Preliminaries
Welcome to our SQL tutorial! We’re going to get our hands dirty and write some basic SQL queries. At the end of the tutorial, you’ll know how to create/delete databases in MariaDB, create/delete/change database tables, insert/delete/modify records in a table, and do some user management so your other developers can securely access your database with the appropriate permissions. We’ll assume that you have a working installation of MariaDB on whatever distribution you’re running and that you’ve configured a non-root sudo account. If you haven’t done so, check out our MariaDB section in the Community.
What is SQL?
Structured Query Language (SQL) is a programming language that was designed to manage data stored in a relational database management system (RDBMS). It provides a standardized and structured way to perform create, read, update, and delete operations to database tables. Although each RDBMS vendor might introduce their own features or offer different data types for their record, SQL is similar enough that once you’ve learned the basics its simple to get started with another.
Some Basics
Typically, one accesses databases through the command-line client distributed by the database vendor, or through a GUI. We’ll show you how to use the command line to interact with the MariaDB database client.
Within the client, the first logical grouping of data is called a ‘database’. Within each database are a number of tables. Within each of these tables there are records. How one chooses to partition the data is ultimately a design choice.
A database has a number of tables that all have a different structure defined on them. Each table has a definition called a ‘schema’ that outlines what fields each record in a table can define. For example, if you had a ‘friends’ table, you might define a schema that has the fields ‘name’, ‘age’, ‘gender’, ‘job’. Each record in your ‘friends’ table would then be allowed to set those fields and would correspond to one ‘friend’. It might be helpful to visualize a table as a 2-D table on a piece of paper with rows and columns. The ‘records’ in the table define a row, and the ‘fields’ in the table define a column. Before you ask, you’re able to set some fields to NULL if some record in your data doesn’t explicitly have a value for one of the fields.
Within a database, there can be many tables with various relationships between them. Continuing with our example from above, you could define an ‘activity’ table with ‘name’, ‘difficulty’, and ‘description’ fields. Then, you could add a field in your ‘friends’ database named ‘favourite_activity’ and map that field to one record in the ‘activities’ table. This clearly allows you with a lot of flexibility and power! You can create numerous tables within a database and set complex relationships between them. Although we won’t cover relations in this tutorial, it gives you an insight into the true power of SQL.

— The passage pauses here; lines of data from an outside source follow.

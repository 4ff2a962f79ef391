//! Dashboard statistics over users, products and placed orders.
//!
//! Every operation takes an optional trailing window in days. Orders are
//! windowed on their checkout date, users and products on their creation date.
//! Empty windows produce zeros, never errors.

use std::collections::{BTreeMap, HashMap};

use chrono::{DateTime, Datelike, Days, Duration, NaiveDate, Utc};
use rust_decimal::Decimal;
use serde::Serialize;

use crate::entities::user;
use crate::error::ShopError;
use crate::repository::ShopRepository;
use crate::valuation::{money, values_by_order};

pub const SHORT_WINDOW_DAYS: u32 = 7;
pub const LONG_WINDOW_DAYS: u32 = 30;
pub const TOP_STATES: usize = 3;
/// Upper bound on the buckets one series call builds.
pub const MAX_SERIES_LENGTH: u32 = 3660;

/// A placed order with its computed value.
#[derive(Clone, Debug, PartialEq)]
pub struct PlacedOrder {
    pub id: i32,
    pub user_id: i32,
    pub checkout_date: DateTime<Utc>,
    pub value: Decimal,
}

#[derive(Clone, Debug, PartialEq, Serialize)]
pub struct Superlative<T> {
    pub user_id: i32,
    pub name: String,
    pub value: T,
}

#[derive(Clone, Debug, Default, PartialEq, Serialize)]
pub struct Superlatives {
    pub highest_single_order_value: Option<Superlative<Decimal>>,
    pub highest_lifetime_value: Option<Superlative<Decimal>>,
    pub highest_average_order_value: Option<Superlative<Decimal>>,
    pub most_orders_placed: Option<Superlative<u64>>,
}

#[derive(Clone, Debug, PartialEq, Serialize)]
pub struct Totals {
    pub users: u64,
    pub orders: u64,
    pub products: u64,
    pub revenue: Decimal,
    pub average_order_value: Decimal,
    pub largest_order_value: Decimal,
}

/// One day or week of placed orders.
#[derive(Clone, Debug, PartialEq, Serialize)]
pub struct Bucket {
    pub start: NaiveDate,
    pub order_count: u64,
    pub revenue: Decimal,
}

#[derive(Clone, Debug, PartialEq, Eq, Serialize)]
pub struct StateCount {
    pub state: String,
    pub users: u64,
}

#[derive(Clone, Debug, PartialEq, Serialize)]
pub struct Dashboard {
    pub totals: Totals,
    pub last_7_days: Totals,
    pub last_30_days: Totals,
    pub superlatives: Superlatives,
    pub top_states: Vec<StateCount>,
}

pub struct Analytics<R> {
    repo: R,
    now: Option<DateTime<Utc>>,
}

impl<R: ShopRepository> Analytics<R> {
    pub fn new(repo: R) -> Self {
        Self { repo, now: None }
    }

    /// Evaluates windows and buckets relative to a fixed instant.
    pub fn at(repo: R, now: DateTime<Utc>) -> Self {
        Self {
            repo,
            now: Some(now),
        }
    }

    fn now(&self) -> DateTime<Utc> {
        self.now.unwrap_or_else(Utc::now)
    }

    /// Start of a trailing window. A window reaching past the representable
    /// calendar covers all time.
    fn since(&self, days: Option<u32>) -> Option<DateTime<Utc>> {
        let window = Duration::try_days(i64::from(days?))?;
        self.now().checked_sub_signed(window)
    }

    async fn placed_orders(
        &self,
        since: Option<DateTime<Utc>>,
    ) -> Result<Vec<PlacedOrder>, ShopError> {
        let orders = self.repo.placed_orders_since(since).await?;
        let values = values_by_order(&self.repo.placed_line_items_since(since).await?);

        Ok(orders
            .into_iter()
            .filter_map(|order| {
                let checkout_date = order.checkout_date?;
                Some(PlacedOrder {
                    id: order.id,
                    user_id: order.user_id,
                    checkout_date,
                    value: values.get(&order.id).copied().unwrap_or_default(),
                })
            })
            .collect())
    }

    pub async fn total_users(&self, days: Option<u32>) -> Result<u64, ShopError> {
        Ok(self.repo.count_users_since(self.since(days)).await?)
    }

    pub async fn total_orders(&self, days: Option<u32>) -> Result<u64, ShopError> {
        Ok(self.repo.count_placed_orders_since(self.since(days)).await?)
    }

    pub async fn total_products(&self, days: Option<u32>) -> Result<u64, ShopError> {
        Ok(self.repo.count_products_since(self.since(days)).await?)
    }

    pub async fn total_revenue(&self, days: Option<u32>) -> Result<Decimal, ShopError> {
        let rows = self.repo.placed_line_items_since(self.since(days)).await?;
        Ok(money(rows.iter().map(|row| row.line_total()).sum()))
    }

    pub async fn largest_order_value(&self, days: Option<u32>) -> Result<Decimal, ShopError> {
        Ok(largest_value(&self.placed_orders(self.since(days)).await?))
    }

    pub async fn average_order_value(&self, days: Option<u32>) -> Result<Decimal, ShopError> {
        let orders = self.placed_orders(self.since(days)).await?;
        Ok(average(revenue(&orders), orders.len() as u64))
    }

    pub async fn totals(&self, days: Option<u32>) -> Result<Totals, ShopError> {
        let since = self.since(days);
        let orders = self.placed_orders(since).await?;
        let revenue = revenue(&orders);

        Ok(Totals {
            users: self.repo.count_users_since(since).await?,
            orders: orders.len() as u64,
            products: self.repo.count_products_since(since).await?,
            revenue,
            average_order_value: average(revenue, orders.len() as u64),
            largest_order_value: largest_value(&orders),
        })
    }

    pub async fn highest_single_order_value(
        &self,
        days: Option<u32>,
    ) -> Result<Option<Superlative<Decimal>>, ShopError> {
        let orders = self.placed_orders(self.since(days)).await?;
        self.named(top_single_order(&orders)).await
    }

    pub async fn highest_lifetime_value(
        &self,
        days: Option<u32>,
    ) -> Result<Option<Superlative<Decimal>>, ShopError> {
        let orders = self.placed_orders(self.since(days)).await?;
        self.named(top_lifetime_value(&orders)).await
    }

    pub async fn highest_average_order_value(
        &self,
        days: Option<u32>,
    ) -> Result<Option<Superlative<Decimal>>, ShopError> {
        let orders = self.placed_orders(self.since(days)).await?;
        self.named(top_average_order_value(&orders)).await
    }

    pub async fn most_orders_placed(
        &self,
        days: Option<u32>,
    ) -> Result<Option<Superlative<u64>>, ShopError> {
        let orders = self.placed_orders(self.since(days)).await?;
        self.named(top_order_count(&orders)).await
    }

    /// All four superlatives from a single read of the window.
    pub async fn superlatives(&self, days: Option<u32>) -> Result<Superlatives, ShopError> {
        let orders = self.placed_orders(self.since(days)).await?;
        let single = top_single_order(&orders);
        let lifetime = top_lifetime_value(&orders);
        let best_average = top_average_order_value(&orders);
        let count = top_order_count(&orders);

        let ids: Vec<i32> = [single, lifetime, best_average]
            .iter()
            .flatten()
            .map(|(user_id, _)| *user_id)
            .chain(count.map(|(user_id, _)| user_id))
            .collect();
        let names = self.names(&ids).await?;

        Ok(Superlatives {
            highest_single_order_value: attach_name(single, &names),
            highest_lifetime_value: attach_name(lifetime, &names),
            highest_average_order_value: attach_name(best_average, &names),
            most_orders_placed: attach_name(count, &names),
        })
    }

    /// The last `n` days, today first. `n` is capped at [`MAX_SERIES_LENGTH`].
    pub async fn orders_by_day(&self, n: u32) -> Result<Vec<Bucket>, ShopError> {
        let starts = series_starts(self.now().date_naive(), 1, n);
        self.bucketed(starts, |date| date).await
    }

    /// The last `n` weeks, this week first. Weeks start on Monday.
    pub async fn orders_by_week(&self, n: u32) -> Result<Vec<Bucket>, ShopError> {
        let starts = series_starts(week_start(self.now().date_naive()), 7, n);
        self.bucketed(starts, week_start).await
    }

    async fn bucketed<F>(
        &self,
        starts: Vec<NaiveDate>,
        bucket_of: F,
    ) -> Result<Vec<Bucket>, ShopError>
    where
        F: Fn(NaiveDate) -> NaiveDate,
    {
        let Some(earliest) = starts.last().copied() else {
            return Ok(vec![]);
        };
        let since = earliest.and_hms_opt(0, 0, 0).map(|start| start.and_utc());
        let orders = self.placed_orders(since).await?;
        Ok(fill_buckets(&starts, &orders, bucket_of))
    }

    /// States with the most users, by the state of each user's billing address.
    pub async fn top_states_by_users(&self, limit: usize) -> Result<Vec<StateCount>, ShopError> {
        let states = self.repo.billing_states().await?;
        Ok(rank_states(states, limit))
    }

    pub async fn dashboard(&self) -> Result<Dashboard, ShopError> {
        Ok(Dashboard {
            totals: self.totals(None).await?,
            last_7_days: self.totals(Some(SHORT_WINDOW_DAYS)).await?,
            last_30_days: self.totals(Some(LONG_WINDOW_DAYS)).await?,
            superlatives: self.superlatives(None).await?,
            top_states: self.top_states_by_users(TOP_STATES).await?,
        })
    }

    async fn names(&self, user_ids: &[i32]) -> Result<HashMap<i32, user::Model>, ShopError> {
        Ok(self
            .repo
            .find_users(user_ids)
            .await?
            .into_iter()
            .map(|user| (user.id, user))
            .collect())
    }

    async fn named<T>(
        &self,
        winner: Option<(i32, T)>,
    ) -> Result<Option<Superlative<T>>, ShopError> {
        let Some((user_id, _)) = winner else {
            return Ok(None);
        };
        let names = self.names(&[user_id]).await?;
        Ok(attach_name(winner, &names))
    }
}

fn attach_name<T>(
    winner: Option<(i32, T)>,
    users: &HashMap<i32, user::Model>,
) -> Option<Superlative<T>> {
    let (user_id, value) = winner?;
    let user = users.get(&user_id)?;
    Some(Superlative {
        user_id,
        name: user.full_name(),
        value,
    })
}

pub fn revenue(orders: &[PlacedOrder]) -> Decimal {
    money(orders.iter().map(|order| order.value).sum())
}

pub fn largest_value(orders: &[PlacedOrder]) -> Decimal {
    money(orders.iter().map(|order| order.value).max().unwrap_or_default())
}

/// `revenue / count`, zero when there is nothing to divide by.
pub fn average(revenue: Decimal, count: u64) -> Decimal {
    if count == 0 {
        return Decimal::ZERO;
    }
    money(revenue / Decimal::from(count))
}

/// Strictly greater wins, so on ties the first candidate in iteration order is kept.
fn pick_max<T: PartialOrd + Copy>(
    candidates: impl IntoIterator<Item = (i32, T)>,
) -> Option<(i32, T)> {
    let mut best: Option<(i32, T)> = None;
    for (user_id, value) in candidates {
        match best {
            Some((_, top)) if value <= top => {}
            _ => best = Some((user_id, value)),
        }
    }
    best
}

fn per_user(orders: &[PlacedOrder]) -> BTreeMap<i32, (Decimal, u64)> {
    let mut users: BTreeMap<i32, (Decimal, u64)> = BTreeMap::new();
    for order in orders {
        let entry = users.entry(order.user_id).or_default();
        entry.0 += order.value;
        entry.1 += 1;
    }
    users
}

/// Owner of the most valuable order; ties go to the lowest user id, then order id.
pub fn top_single_order(orders: &[PlacedOrder]) -> Option<(i32, Decimal)> {
    let mut sorted: Vec<&PlacedOrder> = orders.iter().collect();
    sorted.sort_by_key(|order| (order.user_id, order.id));
    pick_max(sorted.into_iter().map(|order| (order.user_id, money(order.value))))
}

pub fn top_lifetime_value(orders: &[PlacedOrder]) -> Option<(i32, Decimal)> {
    pick_max(
        per_user(orders)
            .into_iter()
            .map(|(user_id, (total, _))| (user_id, money(total))),
    )
}

pub fn top_average_order_value(orders: &[PlacedOrder]) -> Option<(i32, Decimal)> {
    pick_max(
        per_user(orders)
            .into_iter()
            .map(|(user_id, (total, count))| (user_id, average(total, count))),
    )
}

pub fn top_order_count(orders: &[PlacedOrder]) -> Option<(i32, u64)> {
    pick_max(
        per_user(orders)
            .into_iter()
            .map(|(user_id, (_, count))| (user_id, count)),
    )
}

/// `n` dates stepping back `step_days` at a time from `latest`, stopping early
/// at the start of the calendar.
fn series_starts(latest: NaiveDate, step_days: u64, n: u32) -> Vec<NaiveDate> {
    (0..u64::from(n.min(MAX_SERIES_LENGTH)))
        .map_while(|i| latest.checked_sub_days(Days::new(i * step_days)))
        .collect()
}

pub fn week_start(date: NaiveDate) -> NaiveDate {
    date - Duration::days(i64::from(date.weekday().num_days_from_monday()))
}

/// One bucket per start date, in the order given, zero-filled.
pub fn fill_buckets<F>(starts: &[NaiveDate], orders: &[PlacedOrder], bucket_of: F) -> Vec<Bucket>
where
    F: Fn(NaiveDate) -> NaiveDate,
{
    let mut totals: HashMap<NaiveDate, (u64, Decimal)> = HashMap::new();
    for order in orders {
        let entry = totals
            .entry(bucket_of(order.checkout_date.date_naive()))
            .or_default();
        entry.0 += 1;
        entry.1 += order.value;
    }

    starts
        .iter()
        .map(|start| {
            let (order_count, revenue) = totals.get(start).copied().unwrap_or_default();
            Bucket {
                start: *start,
                order_count,
                revenue: money(revenue),
            }
        })
        .collect()
}

pub fn rank_states(states: Vec<String>, limit: usize) -> Vec<StateCount> {
    let mut counts: BTreeMap<String, u64> = BTreeMap::new();
    for state in states {
        *counts.entry(state).or_default() += 1;
    }

    let mut ranked: Vec<StateCount> = counts
        .into_iter()
        .map(|(state, users)| StateCount { state, users })
        .collect();
    // stable sort keeps the alphabetical order of the map on equal counts
    ranked.sort_by(|a, b| b.users.cmp(&a.users));
    ranked.truncate(limit);
    ranked
}

/// Human label for a bucket date: `Today`, `Yesterday`, otherwise `MM/DD`.
pub fn bucket_label(date: NaiveDate, today: NaiveDate) -> String {
    if date == today {
        "Today".to_string()
    } else if Some(date) == today.pred_opt() {
        "Yesterday".to_string()
    } else {
        date.format("%m/%d").to_string()
    }
}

Authenticating and Creating Users
In order to perform actions and interact with the database server, we’ll need to authenticate with the MariaDB command line tool. Depending on whether or not you set a root password during the installation of MariaDB or while running mysql_secure_installation (highly recommended), you’ll need to enter a password. Run the following command if you set a root password,
mysql -u root -p
and you’ll be prompted for the password. If you didn’t set a password, just run
mysql -u root
and you should see the MariaDB prompt:
MariaDB [(none)]>
We’re going to begin by creating a non-root user to login with for security purposes. The reason for this is the same as why we create a non-root user for our unix operating system — it helps prevent potentially catastrophic changes to your database server. Run the following command in the MariaDB command prompt:
CREATE USER 'myUser'@'localhost' IDENTIFIED BY 'myPassword';
You should replace ‘myUser’ and ‘myPassword’ appropriately. This will create a new user that can authenticate with the MariaDB client using the password you provided. However, this user has no access privileges yet. All it can do is authenticate with the client and poke around. Run the following command to give the new user all access privileges
GRANT ALL PRIVILEGES ON *.* to 'myUser'@'localhost' WITH GRANT OPTION;
This gives read, write, and delete privileges to all databases and tables to the user you just created. Additionally, the ‘WITH GRANT OPTION’ expression allows your new user to also manage permissions for those databases and tables. To allow your changes to take effect you must run the follow command following every administrative change
FLUSH PRIVILEGES;
Now you’re ready to log in with your new user . type ‘\q’ into the MariaDB prompt to quit the shell and login with your new user by running the following
mysql -u {myuser} -p
replacing the brackets by the name of the user you created earlier. You’ll be prompted for the password you defined for that account. If everything worked well, you should see the MariaDB prompt!
Creating and Destroying
Matter is never created or destroyed. However, we can perform create, read, update, and delete operations on our SQL server with the new user we just created. With the user you just created, enter the following into your MariaDB shell
SHOW DATABASES;
You’ll be shown a list of different databases you have read access to. If you’re starting from a fresh installation of MariaDB you’ll likely only have a few databases such as ‘mysql’ and ‘information_schema’ visible. These are administrative databases that the SQL server manages for configuration. You can actually manage user accounts within the ‘mysql’ database, although its not recommended.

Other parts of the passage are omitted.